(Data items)
[Start of section]
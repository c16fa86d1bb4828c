//! HD44780 instruction set. Each instruction is built from an opcode constant ORed with
//! its flag constants. The builder functions return the final instruction byte that is
//! handed to the dispatcher.
use bitfield::bitfield;

// commands
pub const LCD_CMD_CLEARDISPLAY: u8 = 0x01; //  Clear display, set cursor position to zero
pub const LCD_CMD_RETURNHOME: u8 = 0x02; //  Set cursor position to zero
pub const LCD_CMD_ENTRYMODESET: u8 = 0x04; //  Sets the entry mode
pub const LCD_CMD_DISPLAYCONTROL: u8 = 0x08; //  Controls the display; does stuff like turning it off and on
pub const LCD_CMD_FUNCTIONSET: u8 = 0x20; //  Used to send the function to set to the display
pub const LCD_CMD_SETCGRAMADDR: u8 = 0x40; //  Used to set the CGRAM (character generator RAM) with characters
pub const LCD_CMD_SETDDRAMADDR: u8 = 0x80; //  Used to set the DDRAM (Display Data RAM)

// flags for display entry mode
pub const LCD_FLAG_ENTRYINCREMENT: u8 = 0x02; //  Address counter increments after each data write
pub const LCD_FLAG_ENTRYDECREMENT: u8 = 0x00; //  Address counter decrements after each data write
pub const LCD_FLAG_ENTRYSHIFTDISPLAY: u8 = 0x01; //  Shift the whole display on each data write
pub const LCD_FLAG_ENTRYSHIFTCURSOR: u8 = 0x00; //  Only the cursor moves on each data write

// flags for display on/off control
pub const LCD_FLAG_DISPLAYON: u8 = 0x04; //  Turns the display on
pub const LCD_FLAG_DISPLAYOFF: u8 = 0x00; //  Turns the display off
pub const LCD_FLAG_CURSORON: u8 = 0x02; //  Turns the cursor on
pub const LCD_FLAG_CURSOROFF: u8 = 0x00; //  Turns the cursor off
pub const LCD_FLAG_BLINKON: u8 = 0x01; //  Turns on the blinking cursor
pub const LCD_FLAG_BLINKOFF: u8 = 0x00; //  Turns off the blinking cursor

// flags for function set
pub const LCD_FLAG_8BITMODE: u8 = 0x10; //  LCD 8 bit mode
pub const LCD_FLAG_4BITMODE: u8 = 0x00; //  LCD 4 bit mode
pub const LCD_FLAG_2LINE: u8 = 0x08; //  LCD 2 line mode
pub const LCD_FLAG_1LINE: u8 = 0x00; //  LCD 1 line mode
pub const LCD_FLAG_5x10_DOTS: u8 = 0x04; //  10 pixel high font mode
pub const LCD_FLAG_5x8_DOTS: u8 = 0x00; //  8 pixel high font mode

/// Highest address accepted by the DDRAM and CGRAM address-set instructions.
pub const MAX_ADDRESS: u8 = 0x7F;

// Busy flag and address counter, as returned by a register-select=instruction read
bitfield! {
    pub struct StatusRegister(u8);
    impl Debug;
    pub busy, _: 7;
    pub address, _: 6, 0;
}

// Layout of the function set instruction
bitfield! {
    pub struct FunctionSet(u8);
    impl Debug;
    pub opcode, set_opcode: 5, 5;
    pub eight_bit, set_eight_bit: 4;
    pub two_lines, set_two_lines: 3;
    pub large_font, set_large_font: 2;
}

/// Function set instruction. `eight_bit` selects the bus width, `two_lines` the line mode
/// and `large_font` the 5x10 font.
pub fn function_set(eight_bit: bool, two_lines: bool, large_font: bool) -> u8 {
    let mut instruction = FunctionSet(0);
    instruction.set_opcode(1);
    instruction.set_eight_bit(eight_bit);
    instruction.set_two_lines(two_lines);
    instruction.set_large_font(large_font);
    instruction.0
}

/// Display on/off control instruction.
pub const fn display_control(display_on: bool, cursor_on: bool, blink_on: bool) -> u8 {
    let mut instruction = LCD_CMD_DISPLAYCONTROL;
    if display_on {
        instruction |= LCD_FLAG_DISPLAYON;
    }
    if cursor_on {
        instruction |= LCD_FLAG_CURSORON;
    }
    if blink_on {
        instruction |= LCD_FLAG_BLINKON;
    }
    instruction
}

/// Entry mode set instruction.
pub const fn entry_mode(increment: bool, shift_display: bool) -> u8 {
    let mut instruction = LCD_CMD_ENTRYMODESET;
    if increment {
        instruction |= LCD_FLAG_ENTRYINCREMENT;
    }
    if shift_display {
        instruction |= LCD_FLAG_ENTRYSHIFTDISPLAY;
    }
    instruction
}

/// Set DDRAM address instruction. Only the low 7 bits of `address` are used.
pub const fn set_ddram_address(address: u8) -> u8 {
    LCD_CMD_SETDDRAMADDR | (address & MAX_ADDRESS)
}

/// Set CGRAM address instruction. Only the low 6 bits of `address` are used.
pub const fn set_cgram_address(address: u8) -> u8 {
    LCD_CMD_SETCGRAMADDR | (address & 0x3F)
}
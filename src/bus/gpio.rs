use embedded_hal::digital::{Error, ErrorKind, InputPin, OutputPin};

use super::{BusDirection, ControlPin, DisplayBus, InterfaceWidth, PinState};

/// `DisplayBus` implementation over `embedded-hal` GPIO pins.
///
/// `N` is the number of data pins and must be 4 (pins D4..D7, mapped to bits 4..7 of the bus
/// byte) or 8 (pins D0..D7, mapped to bits 0..7). The data pins are used bidirectionally, so
/// they need to implement both `InputPin` and `OutputPin`, typically as open-drain pins with a
/// pull-up. Switching the bus to input releases every data line high, the same way a
/// quasi-bidirectional port expander is read.
pub struct GpioParallelBus<RS, RW, E, D, const N: usize> {
    rs: RS,
    rw: RW,
    enable: E,
    data: [D; N],
}

impl<RS, RW, E, D> GpioParallelBus<RS, RW, E, D, 4>
where
    RS: OutputPin,
    RW: OutputPin,
    E: OutputPin,
    D: InputPin + OutputPin,
{
    /// Create a 4-bit bus. `data` holds pins D4, D5, D6 and D7 in that order.
    pub fn new_4bit(rs: RS, rw: RW, enable: E, data: [D; 4]) -> Self {
        Self {
            rs,
            rw,
            enable,
            data,
        }
    }
}

impl<RS, RW, E, D> GpioParallelBus<RS, RW, E, D, 8>
where
    RS: OutputPin,
    RW: OutputPin,
    E: OutputPin,
    D: InputPin + OutputPin,
{
    /// Create an 8-bit bus. `data` holds pins D0 through D7 in that order.
    pub fn new_8bit(rs: RS, rw: RW, enable: E, data: [D; 8]) -> Self {
        Self {
            rs,
            rw,
            enable,
            data,
        }
    }
}

impl<RS, RW, E, D, const N: usize> GpioParallelBus<RS, RW, E, D, N> {
    /// bit position of the first data pin within the bus byte
    const FIRST_BIT: usize = 8 - N;

    /// Interface width matching the number of data pins.
    pub const fn interface_width(&self) -> InterfaceWidth {
        if N == 8 {
            InterfaceWidth::EightBit
        } else {
            InterfaceWidth::FourBit
        }
    }

    /// Give back the pins.
    pub fn release(self) -> (RS, RW, E, [D; N]) {
        (self.rs, self.rw, self.enable, self.data)
    }
}

fn set_pin<P: OutputPin>(pin: &mut P, high: bool) -> Result<(), ErrorKind> {
    if high {
        pin.set_high().map_err(|e| e.kind())
    } else {
        pin.set_low().map_err(|e| e.kind())
    }
}

impl<RS, RW, E, D, const N: usize> DisplayBus for GpioParallelBus<RS, RW, E, D, N>
where
    RS: OutputPin,
    RW: OutputPin,
    E: OutputPin,
    D: InputPin + OutputPin,
{
    type Error = ErrorKind;

    fn init_common(&mut self) -> Result<(), Self::Error> {
        set_pin(&mut self.enable, false)?;
        set_pin(&mut self.rs, false)?;
        set_pin(&mut self.rw, false)
    }

    fn set_bus_direction(&mut self, direction: BusDirection) -> Result<(), Self::Error> {
        if direction == BusDirection::In {
            for pin in self.data.iter_mut() {
                set_pin(pin, true)?;
            }
        }
        Ok(())
    }

    fn set_ctrl_pin_state(&mut self, pin: ControlPin, state: PinState) -> Result<(), Self::Error> {
        let high = state == PinState::Set;
        match pin {
            ControlPin::Rs => set_pin(&mut self.rs, high),
            ControlPin::Rw => set_pin(&mut self.rw, high),
            ControlPin::E => set_pin(&mut self.enable, high),
        }
    }

    fn read_bus(&mut self) -> Result<u8, Self::Error> {
        let mut value = 0u8;
        for (i, pin) in self.data.iter_mut().enumerate() {
            if pin.is_high().map_err(|e| e.kind())? {
                value |= 1 << (Self::FIRST_BIT + i);
            }
        }
        Ok(value)
    }

    fn write_bus(&mut self, data: u8) -> Result<(), Self::Error> {
        for (i, pin) in self.data.iter_mut().enumerate() {
            set_pin(pin, data & (1 << (Self::FIRST_BIT + i)) != 0)?;
        }
        Ok(())
    }
}

#[cfg(test)]
mod tests {
    extern crate std;
    use super::*;
    use embedded_hal_mock::eh1::digital::{
        Mock as PinMock, State as MockState, Transaction as PinTransaction,
    };

    fn idle_pin() -> PinMock {
        PinMock::new(&[])
    }

    #[test]
    fn test_4bit_write_uses_high_nibble() {
        // 0xA5: D4=0, D5=1, D6=0, D7=1; the low nibble 0x5 is ignored
        let mut d4 = PinMock::new(&[PinTransaction::set(MockState::Low)]);
        let mut d5 = PinMock::new(&[PinTransaction::set(MockState::High)]);
        let mut d6 = PinMock::new(&[PinTransaction::set(MockState::Low)]);
        let mut d7 = PinMock::new(&[PinTransaction::set(MockState::High)]);
        let (mut rs, mut rw, mut e) = (idle_pin(), idle_pin(), idle_pin());

        let mut bus = GpioParallelBus::new_4bit(
            rs.clone(),
            rw.clone(),
            e.clone(),
            [d4.clone(), d5.clone(), d6.clone(), d7.clone()],
        );
        assert_eq!(bus.interface_width(), InterfaceWidth::FourBit);
        assert!(bus.write_bus(0xA5).is_ok());

        for pin in [&mut rs, &mut rw, &mut e, &mut d4, &mut d5, &mut d6, &mut d7] {
            pin.done();
        }
    }

    #[test]
    fn test_4bit_read_releases_and_samples() {
        let mut d4 = PinMock::new(&[
            PinTransaction::set(MockState::High),
            PinTransaction::get(MockState::High),
        ]);
        let mut d5 = PinMock::new(&[
            PinTransaction::set(MockState::High),
            PinTransaction::get(MockState::Low),
        ]);
        let mut d6 = PinMock::new(&[
            PinTransaction::set(MockState::High),
            PinTransaction::get(MockState::Low),
        ]);
        let mut d7 = PinMock::new(&[
            PinTransaction::set(MockState::High),
            PinTransaction::get(MockState::High),
        ]);
        let (mut rs, mut rw, mut e) = (idle_pin(), idle_pin(), idle_pin());

        let mut bus = GpioParallelBus::new_4bit(
            rs.clone(),
            rw.clone(),
            e.clone(),
            [d4.clone(), d5.clone(), d6.clone(), d7.clone()],
        );
        assert!(bus.set_bus_direction(BusDirection::In).is_ok());
        assert_eq!(bus.read_bus(), Ok(0b1001_0000));
        // switching back to output does not touch the pins
        assert!(bus.set_bus_direction(BusDirection::Out).is_ok());

        for pin in [&mut rs, &mut rw, &mut e, &mut d4, &mut d5, &mut d6, &mut d7] {
            pin.done();
        }
    }

    #[test]
    fn test_8bit_write_and_control_pins() {
        let value = 0b0100_0011_u8;
        let mut data: [PinMock; 8] = core::array::from_fn(|bit| {
            let state = if value & (1 << bit) != 0 {
                MockState::High
            } else {
                MockState::Low
            };
            PinMock::new(&[PinTransaction::set(state)])
        });
        let mut rs = PinMock::new(&[
            PinTransaction::set(MockState::Low),
            PinTransaction::set(MockState::High),
        ]);
        let mut rw = PinMock::new(&[PinTransaction::set(MockState::Low)]);
        let mut e = PinMock::new(&[
            PinTransaction::set(MockState::Low),
            PinTransaction::set(MockState::High),
            PinTransaction::set(MockState::Low),
        ]);

        let mut bus = GpioParallelBus::new_8bit(
            rs.clone(),
            rw.clone(),
            e.clone(),
            data.clone(),
        );
        assert_eq!(bus.interface_width(), InterfaceWidth::EightBit);
        assert!(bus.init_common().is_ok());
        assert!(bus.set_ctrl_pin_state(ControlPin::Rs, PinState::Set).is_ok());
        assert!(bus.set_ctrl_pin_state(ControlPin::E, PinState::Set).is_ok());
        assert!(bus.write_bus(value).is_ok());
        assert!(bus.set_ctrl_pin_state(ControlPin::E, PinState::Reset).is_ok());

        rs.done();
        rw.done();
        e.done();
        for pin in data.iter_mut() {
            pin.done();
        }
    }
}
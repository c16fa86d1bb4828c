use crate::ConfigurationError;

/// DDRAM address of the first column of the second line.
const SECOND_LINE_OFFSET: u8 = 0x40;
/// Number of character cells a single HD44780 controller can address.
const DDRAM_CAPACITY: u16 = 80;
/// Number of custom character slots in CGRAM.
pub const CGRAM_SLOT_COUNT: u8 = 8;

/// Number of lines and characters per line of the physical display module.
#[derive(Debug, PartialEq, Eq, Copy, Clone)]
#[cfg_attr(feature = "defmt", derive(defmt::Format))]
pub struct DisplayGeometry {
    lines: u8,
    columns: u8,
}

impl DisplayGeometry {
    /// Create a geometry. The display must have 1 to 4 lines and fit into the 80 character
    /// DDRAM of a single controller.
    pub const fn new(lines: u8, columns: u8) -> Result<Self, ConfigurationError> {
        if lines == 0 || lines > 4 || columns == 0 {
            return Err(ConfigurationError::InvalidGeometry);
        }
        if lines as u16 * columns as u16 > DDRAM_CAPACITY {
            return Err(ConfigurationError::InvalidGeometry);
        }
        Ok(Self { lines, columns })
    }

    /// Geometry of a known module size; only used for the built-in presets.
    pub(crate) const fn preset(lines: u8, columns: u8) -> Self {
        Self { lines, columns }
    }

    pub const fn lines(&self) -> u8 {
        self.lines
    }

    pub const fn columns(&self) -> u8 {
        self.columns
    }

    /// DDRAM address of the cell at `row`, `column`, or `None` when the position is off the
    /// display. Lines 0 and 1 start at 0x00 and 0x40; lines 2 and 3 continue those two lines
    /// one display width further on.
    pub const fn ddram_address(&self, row: u8, column: u8) -> Option<u8> {
        if row >= self.lines || column >= self.columns {
            return None;
        }
        let address = match row {
            0 => column,
            1 => column + SECOND_LINE_OFFSET,
            2 => column + self.columns,
            _ => column + SECOND_LINE_OFFSET + self.columns,
        };
        Some(address)
    }
}

/// CGRAM address of the first row of custom character slot `index`, or `None` when the
/// slot does not exist. Every glyph takes 8 consecutive rows.
pub const fn cgram_address(index: u8) -> Option<u8> {
    if index >= CGRAM_SLOT_COUNT {
        return None;
    }
    Some(index * 8)
}

#[cfg(test)]
mod tests {
    use super::*;

    #[test]
    fn test_geometry_validation() {
        assert!(DisplayGeometry::new(2, 16).is_ok());
        assert!(DisplayGeometry::new(4, 20).is_ok());
        assert!(DisplayGeometry::new(2, 40).is_ok());
        assert!(DisplayGeometry::new(1, 8).is_ok());
        assert_eq!(
            DisplayGeometry::new(0, 16),
            Err(ConfigurationError::InvalidGeometry)
        );
        assert_eq!(
            DisplayGeometry::new(5, 16),
            Err(ConfigurationError::InvalidGeometry)
        );
        assert_eq!(
            DisplayGeometry::new(2, 0),
            Err(ConfigurationError::InvalidGeometry)
        );
        // 40x4 modules use two controllers
        assert_eq!(
            DisplayGeometry::new(4, 40),
            Err(ConfigurationError::InvalidGeometry)
        );
    }

    #[test]
    fn test_ddram_address_20x4() {
        let geometry = DisplayGeometry::new(4, 20).unwrap();
        assert_eq!(geometry.ddram_address(0, 0), Some(0x00));
        assert_eq!(geometry.ddram_address(1, 0), Some(0x40));
        assert_eq!(geometry.ddram_address(2, 0), Some(0x14));
        assert_eq!(geometry.ddram_address(3, 0), Some(0x54));
        assert_eq!(geometry.ddram_address(3, 19), Some(0x67));
    }

    #[test]
    fn test_ddram_address_every_cell() {
        for (lines, columns) in [(1, 8), (2, 16), (4, 16), (2, 20), (4, 20), (2, 40)] {
            let geometry = DisplayGeometry::new(lines, columns).unwrap();
            for row in 0..lines {
                for column in 0..columns {
                    let expected = match row {
                        0 => column,
                        1 => column + 0x40,
                        2 => column + columns,
                        _ => column + 0x40 + columns,
                    };
                    let address = geometry.ddram_address(row, column).unwrap();
                    assert_eq!(address, expected);
                    assert!(address <= 0x7F);
                }
                assert_eq!(geometry.ddram_address(row, columns), None);
            }
            assert_eq!(geometry.ddram_address(lines, 0), None);
        }
    }

    #[test]
    fn test_cgram_address() {
        assert_eq!(cgram_address(0), Some(0));
        assert_eq!(cgram_address(1), Some(8));
        assert_eq!(cgram_address(7), Some(56));
        assert_eq!(cgram_address(8), None);
    }
}
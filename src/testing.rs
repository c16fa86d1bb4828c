//! Recording bus and delay used by the unit tests. Every capability call is captured so
//! tests can assert exact bus traces, and bus reads are served from a script.
extern crate std;

use std::collections::VecDeque;
use std::vec::Vec;

use embedded_hal::delay::DelayNs;

use crate::bus::{BusDirection, ControlPin, DisplayBus, PinState};

#[derive(Debug, PartialEq, Eq, Clone, Copy)]
pub enum BusEvent {
    InitCommon,
    Direction(BusDirection),
    Ctrl(ControlPin, PinState),
    Read(u8),
    Write(u8),
}

/// A bus transaction seen from the controller side: the latched value together with the
/// register select level at the time of the enable pulse.
#[derive(Debug, PartialEq, Eq, Clone, Copy)]
pub enum Transaction {
    Instruction(u8),
    Data(u8),
    StatusRead(u8),
    DataRead(u8),
}

#[derive(Debug, PartialEq, Eq, Clone, Copy)]
pub struct TraceBusError;

#[derive(Default)]
pub struct TraceBus {
    events: Vec<BusEvent>,
    reads: VecDeque<u8>,
    idle_read: u8,
    fail_writes: bool,
}

impl TraceBus {
    pub fn new() -> Self {
        Self::default()
    }

    /// A bus whose controller never clears the busy flag.
    pub fn always_busy() -> Self {
        Self {
            idle_read: 0x80,
            ..Self::default()
        }
    }

    /// A bus whose `write_bus` always fails.
    pub fn failing_writes() -> Self {
        Self {
            fail_writes: true,
            ..Self::default()
        }
    }

    /// Queue a value for the next `read_bus`. Once the queue is empty reads return the idle
    /// value (busy flag clear, address zero unless built with `always_busy`).
    pub fn push_read(&mut self, value: u8) {
        self.reads.push_back(value);
    }

    pub fn events(&self) -> &[BusEvent] {
        &self.events
    }

    pub fn clear_events(&mut self) {
        self.events.clear();
    }

    /// Collapse the raw event trace into latched transactions.
    pub fn transactions(&self) -> Vec<Transaction> {
        let mut rs = PinState::Reset;
        let mut result = Vec::new();
        for event in &self.events {
            match *event {
                BusEvent::Ctrl(ControlPin::Rs, state) => rs = state,
                BusEvent::Write(value) => result.push(match rs {
                    PinState::Reset => Transaction::Instruction(value),
                    PinState::Set => Transaction::Data(value),
                }),
                BusEvent::Read(value) => result.push(match rs {
                    PinState::Reset => Transaction::StatusRead(value),
                    PinState::Set => Transaction::DataRead(value),
                }),
                _ => {}
            }
        }
        result
    }

    /// Transactions with the busy-flag polls removed.
    pub fn writes(&self) -> Vec<Transaction> {
        self.transactions()
            .into_iter()
            .filter(|t| matches!(t, Transaction::Instruction(_) | Transaction::Data(_)))
            .collect()
    }
}

impl DisplayBus for TraceBus {
    type Error = TraceBusError;

    fn init_common(&mut self) -> Result<(), Self::Error> {
        self.events.push(BusEvent::InitCommon);
        Ok(())
    }

    fn set_bus_direction(&mut self, direction: BusDirection) -> Result<(), Self::Error> {
        self.events.push(BusEvent::Direction(direction));
        Ok(())
    }

    fn set_ctrl_pin_state(&mut self, pin: ControlPin, state: PinState) -> Result<(), Self::Error> {
        self.events.push(BusEvent::Ctrl(pin, state));
        Ok(())
    }

    fn read_bus(&mut self) -> Result<u8, Self::Error> {
        let value = self.reads.pop_front().unwrap_or(self.idle_read);
        self.events.push(BusEvent::Read(value));
        Ok(value)
    }

    fn write_bus(&mut self, data: u8) -> Result<(), Self::Error> {
        if self.fail_writes {
            return Err(TraceBusError);
        }
        self.events.push(BusEvent::Write(data));
        Ok(())
    }
}

/// Delay that records every millisecond wait instead of sleeping.
#[derive(Default)]
pub struct TraceDelay {
    pub delays_ms: Vec<u32>,
}

impl DelayNs for TraceDelay {
    fn delay_ns(&mut self, _ns: u32) {}

    fn delay_ms(&mut self, ms: u32) {
        self.delays_ms.push(ms);
    }
}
[End of section]
PROBLEM: Say how many lines in the data hold the string "latched", and say nothing else.

ANSWER: 2